Conway is talking about remittences, and she is wrong. According to the United States Trade Representative, Mexican imports to the United States brought $294 billion to Mexico in 2015, which is roughly 10 times the amount of money that flows into the country via remittences.

Rep. Paul Ryan

"The law is in what the actuaries tell us [is] a death spiral." Press briefing, Jan. 12

A death spiral is what happens when a health insurance market simultaneously sees a spike in premiums, a drop in enrollment, and healthy people leaving the market. When Ryan made his remarks, Obamacare's enrollment was rising and healthy people were staying in the market at a steady rate, which means that by definition, the law wasn't in a death spiral. And it still isn't.

Rep. Raul Labrador

"Nobody dies because they don’t have access to health care." — Town hall, May 5

A 2008 study from the Urban Institute found that 22,000 people died in the year 2000 due to lack of health insurance. A 2009 paper in the American Journal of Public Health found that lack of health insurance contributes to over 44,000 deaths per year.

Rep. Sean Duffy

"Abortion providers like Planned Parenthood do little other than provide abortions." — Press release, Jan. 24

In reality, Planned Parenthood provides birth control, cancer screenings, STI testing and treatment, emergency contraception, and many other services that have nothing to do with abortion. Abortions only comprise three percent of total services that the organization provides annually.

Stephen Miller

"This issue of busing voters in to New Hampshire is widely known by anyone who’s worked in New Hampshire politics. It’s very real, it’s very serious." —This Week interview, Feb. 12

Although Miller isn't the only Republican to claim that Democrats illegally bus voters into New Hampshire from other states so they can cast illegal votes for Democrats, there's no reason to think this is true.

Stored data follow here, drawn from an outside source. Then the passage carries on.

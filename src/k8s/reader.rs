//! Per-kind workload readers
//!
//! The ownership resolver walks owner chains by fetching one object at a
//! time; this module is the capability it walks with. The kube-backed
//! implementation dispatches over the closed kind set, so an unsupported
//! kind can never reach the API.

use crate::workload::{KubeObjectRecord, WorkloadKind};
use crate::{AgentError, Result};
use async_trait::async_trait;
use k8s_openapi::api::apps::v1::{DaemonSet, Deployment, ReplicaSet, StatefulSet};
use k8s_openapi::api::batch::v1::{CronJob, Job};
use k8s_openapi::api::core::v1::{Pod, ReplicationController};
use k8s_openapi::NamespaceResourceScope;
use kube::{Api, Client};
use serde::de::DeserializeOwned;
use tracing::debug;

/// Reads one workload object and normalizes it, or reports its absence.
#[async_trait]
pub trait WorkloadReader: Send + Sync {
    async fn read(
        &self,
        kind: WorkloadKind,
        name: &str,
        namespace: &str,
    ) -> Result<Option<KubeObjectRecord>>;
}

pub struct KubeWorkloadReader {
    client: Client,
}

impl KubeWorkloadReader {
    pub fn new(client: Client) -> Self {
        Self { client }
    }

    async fn read_as<K>(
        &self,
        name: &str,
        namespace: &str,
        convert: fn(&K) -> Option<KubeObjectRecord>,
    ) -> Result<Option<KubeObjectRecord>>
    where
        K: kube::Resource<Scope = NamespaceResourceScope, DynamicType = ()>
            + Clone
            + DeserializeOwned
            + std::fmt::Debug,
    {
        let api: Api<K> = Api::namespaced(self.client.clone(), namespace);
        let object = api.get_opt(name).await.map_err(|e| {
            AgentError::KubernetesError(format!(
                "failed to read {}/{}: {}",
                namespace, name, e
            ))
        })?;

        match object {
            Some(object) => {
                let record = convert(&object);
                if record.is_none() {
                    debug!(namespace, name, "object has no pod template, treating as absent");
                }
                Ok(record)
            }
            None => Ok(None),
        }
    }
}

#[async_trait]
impl WorkloadReader for KubeWorkloadReader {
    async fn read(
        &self,
        kind: WorkloadKind,
        name: &str,
        namespace: &str,
    ) -> Result<Option<KubeObjectRecord>> {
        match kind {
            WorkloadKind::Pod => {
                self.read_as::<Pod>(name, namespace, KubeObjectRecord::from_pod)
                    .await
            }
            WorkloadKind::Deployment => {
                self.read_as::<Deployment>(name, namespace, KubeObjectRecord::from_deployment)
                    .await
            }
            WorkloadKind::ReplicaSet => {
                self.read_as::<ReplicaSet>(name, namespace, KubeObjectRecord::from_replica_set)
                    .await
            }
            WorkloadKind::StatefulSet => {
                self.read_as::<StatefulSet>(name, namespace, KubeObjectRecord::from_stateful_set)
                    .await
            }
            WorkloadKind::DaemonSet => {
                self.read_as::<DaemonSet>(name, namespace, KubeObjectRecord::from_daemon_set)
                    .await
            }
            WorkloadKind::ReplicationController => {
                self.read_as::<ReplicationController>(
                    name,
                    namespace,
                    KubeObjectRecord::from_replication_controller,
                )
                .await
            }
            WorkloadKind::Job => {
                self.read_as::<Job>(name, namespace, KubeObjectRecord::from_job)
                    .await
            }
            WorkloadKind::CronJob => {
                self.read_as::<CronJob>(name, namespace, KubeObjectRecord::from_cron_job)
                    .await
            }
        }
    }
}
//! Delivery-layer semantics against a local mock upstream.

use axum::extract::State;
use axum::http::StatusCode;
use axum::routing::post;
use axum::Json;
use clusterscan::scan::ScanOutput;
use clusterscan::transmitter::payload::LocalWorkloadLocator;
use clusterscan::transmitter::Transmitter;
use clusterscan::workload::{Workload, WorkloadKind};
use k8s_openapi::api::core::v1::PodSpec;
use serde_json::{json, Value};
use std::collections::BTreeMap;
use std::sync::{Arc, Mutex};
use std::time::Duration;

#[derive(Clone)]
struct Upstream {
    workloads: Arc<Mutex<Vec<Value>>>,
    scan_results: Arc<Mutex<Vec<Value>>>,
    dep_graphs: Arc<Mutex<Vec<Value>>>,
    deletes: Arc<Mutex<Vec<Value>>>,
    scan_results_status: u16,
    delete_status: u16,
}

impl Upstream {
    fn new(scan_results_status: u16, delete_status: u16) -> Self {
        Self {
            workloads: Arc::new(Mutex::new(Vec::new())),
            scan_results: Arc::new(Mutex::new(Vec::new())),
            dep_graphs: Arc::new(Mutex::new(Vec::new())),
            deletes: Arc::new(Mutex::new(Vec::new())),
            scan_results_status,
            delete_status,
        }
    }
}

async fn handle_workload(State(state): State<Upstream>, Json(body): Json<Value>) -> StatusCode {
    state.workloads.lock().unwrap().push(body);
    StatusCode::OK
}

async fn handle_scan_results(State(state): State<Upstream>, Json(body): Json<Value>) -> StatusCode {
    state.scan_results.lock().unwrap().push(body);
    StatusCode::from_u16(state.scan_results_status).unwrap()
}

async fn handle_dep_graph(State(state): State<Upstream>, Json(body): Json<Value>) -> StatusCode {
    state.dep_graphs.lock().unwrap().push(body);
    StatusCode::OK
}

async fn handle_delete(State(state): State<Upstream>, Json(body): Json<Value>) -> StatusCode {
    state.deletes.lock().unwrap().push(body);
    StatusCode::from_u16(state.delete_status).unwrap()
}

async fn spawn_upstream(state: Upstream) -> String {
    let app = axum::Router::new()
        .route("/api/v1/workload", post(handle_workload).delete(handle_delete))
        .route("/api/v1/scan-results", post(handle_scan_results))
        .route("/api/v1/dependency-graph", post(handle_dep_graph))
        .with_state(state);

    let listener = tokio::net::TcpListener::bind("127.0.0.1:0")
        .await
        .expect("bind");
    let addr = listener.local_addr().expect("local addr");
    tokio::spawn(async move {
        axum::serve(listener, app).await.expect("serve");
    });
    format!("http://{}", addr)
}

fn transmitter(base_url: &str) -> Transmitter {
    Transmitter::new(
        base_url,
        "integration-1",
        "agent-1",
        "prod-cluster",
        None,
    )
    .expect("transmitter")
}

fn checkout_workload() -> Workload {
    Workload {
        kind: WorkloadKind::Deployment,
        name: "checkout".to_string(),
        namespace: "shop".to_string(),
        labels: BTreeMap::from([("app".to_string(), "checkout".to_string())]),
        annotations: BTreeMap::new(),
        uid: "uid-checkout".to_string(),
        revision: Some(4),
        spec_labels: BTreeMap::new(),
        spec_annotations: BTreeMap::new(),
        container_name: "checkout".to_string(),
        image_name: "checkout:2.1".to_string(),
        image_id: "sha256-checkout".to_string(),
        cluster: "prod-cluster".to_string(),
        pod_spec: PodSpec::default(),
    }
}

fn scan_output() -> ScanOutput {
    ScanOutput {
        dependency_graph: json!({"pkgs": [{"name": "openssl"}]}),
        facts: vec![],
    }
}

#[tokio::test]
async fn workload_metadata_is_posted_with_wire_field_names() {
    let state = Upstream::new(200, 200);
    let base_url = spawn_upstream(state.clone()).await;

    transmitter(&base_url)
        .send_workload_metadata(&checkout_workload())
        .await;

    let workloads = state.workloads.lock().unwrap();
    assert_eq!(workloads.len(), 1);
    let body = &workloads[0];
    assert_eq!(body["workloadLocator"]["name"], "checkout");
    assert_eq!(body["workloadLocator"]["type"], "Deployment");
    assert_eq!(body["workloadLocator"]["userLocator"], "integration-1");
    assert_eq!(body["workloadLocator"]["cluster"], "prod-cluster");
    assert_eq!(body["agentId"], "agent-1");
    assert_eq!(body["workloadMetadata"]["revision"], 4);
    assert_eq!(body["workloadMetadata"]["labels"]["app"], "checkout");
}

#[tokio::test]
async fn successful_scan_results_do_not_hit_the_fallback() {
    let state = Upstream::new(200, 200);
    let base_url = spawn_upstream(state.clone()).await;

    transmitter(&base_url)
        .send_scan_results(&checkout_workload(), &scan_output())
        .await;

    assert_eq!(state.scan_results.lock().unwrap().len(), 1);
    assert!(state.dep_graphs.lock().unwrap().is_empty());
}

#[tokio::test]
async fn failed_scan_results_fall_back_to_dependency_graph_once() {
    let state = Upstream::new(500, 200);
    let base_url = spawn_upstream(state.clone()).await;

    transmitter(&base_url)
        .send_scan_results(&checkout_workload(), &scan_output())
        .await;

    // Primary attempted exactly once, then exactly one fallback call
    // carrying the same image identity.
    assert_eq!(state.scan_results.lock().unwrap().len(), 1);
    let dep_graphs = state.dep_graphs.lock().unwrap();
    assert_eq!(dep_graphs.len(), 1);
    let body = &dep_graphs[0];
    assert_eq!(body["imageLocator"]["name"], "checkout");
    assert_eq!(body["imageLocator"]["imageId"], "sha256-checkout");

    // The graph travels as one serialized string.
    let graph: Value =
        serde_json::from_str(body["dependencyGraph"].as_str().expect("string graph"))
            .expect("valid json");
    assert_eq!(graph["pkgs"][0]["name"], "openssl");
}

#[tokio::test]
async fn delete_receiving_404_is_a_benign_noop() {
    let state = Upstream::new(200, 404);
    let base_url = spawn_upstream(state.clone()).await;

    let locator = LocalWorkloadLocator {
        namespace: "shop".to_string(),
        workload_type: "Deployment".to_string(),
        name: "checkout".to_string(),
    };
    transmitter(&base_url).delete_workload(&locator).await;

    // Exactly one delete call, no fallback of any kind.
    let deletes = state.deletes.lock().unwrap();
    assert_eq!(deletes.len(), 1);
    assert_eq!(deletes[0]["workloadLocator"]["name"], "checkout");
    assert_eq!(deletes[0]["workloadLocator"]["cluster"], "prod-cluster");
    assert!(state.dep_graphs.lock().unwrap().is_empty());
    assert!(state.scan_results.lock().unwrap().is_empty());
}

#[tokio::test]
async fn unreachable_upstream_loses_only_the_payload() {
    // Nothing is listening here; the send must complete without panicking.
    let transmitter = transmitter("http://127.0.0.1:1");

    tokio::time::timeout(Duration::from_secs(10), async {
        transmitter.send_workload_metadata(&checkout_workload()).await;
    })
    .await
    .expect("send returned");
}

A Washington Post study was unable to find any evidence of voter fraud in New Hampshire during the 2016 election, and the state's former Attorney General — a Republican — wrote in a tweet that "allegations of voter fraud in NH are baseless [and] without any merit."

Rep. Kevin McCarthy

"Under Obamacare, it mandates that you have health insurance. If you don’t, you have to pay a penalty or take a waiver. More people, almost twice as many, pay the penalty or take the waiver than signed up for it." —Fox and Friends interview, June 11

McCarthy is referring to Obamacare's individual mandate, and he is incorrect. According to the IRS, around 19.2 million people either paid the penalty for being uninsured or had that penalty waived in 2015. At least 12.9 million Americans signed up for Obamacare that same year; needless to say, 12.9 is not half of 19.2

State Rep. Jesse Kremer

"The Earth is 6,000 years old. That’s a fact." — Legislative meeting, May 11

In fact, the overwhelming consensus amongst scientists is that Earth is approximately 4.5 billion years old, according to the United States Geological Survey, Smithsonian Magazine, the Scientific American, the Washington Post, and many others.

Reince Priebus

"China has [meddled in American elections], North Korea has and they have consistently over many, many years." — Fox News Sunday interview, July 9

There's no evidence that either the Chinese or North Korean governments have ever attempted to interfere with an American election. There just isn't.

When it comes to 2017's political lies, the above examples are just the tip of the iceberg, but they do give a good idea of what the rest of that iceberg looks like.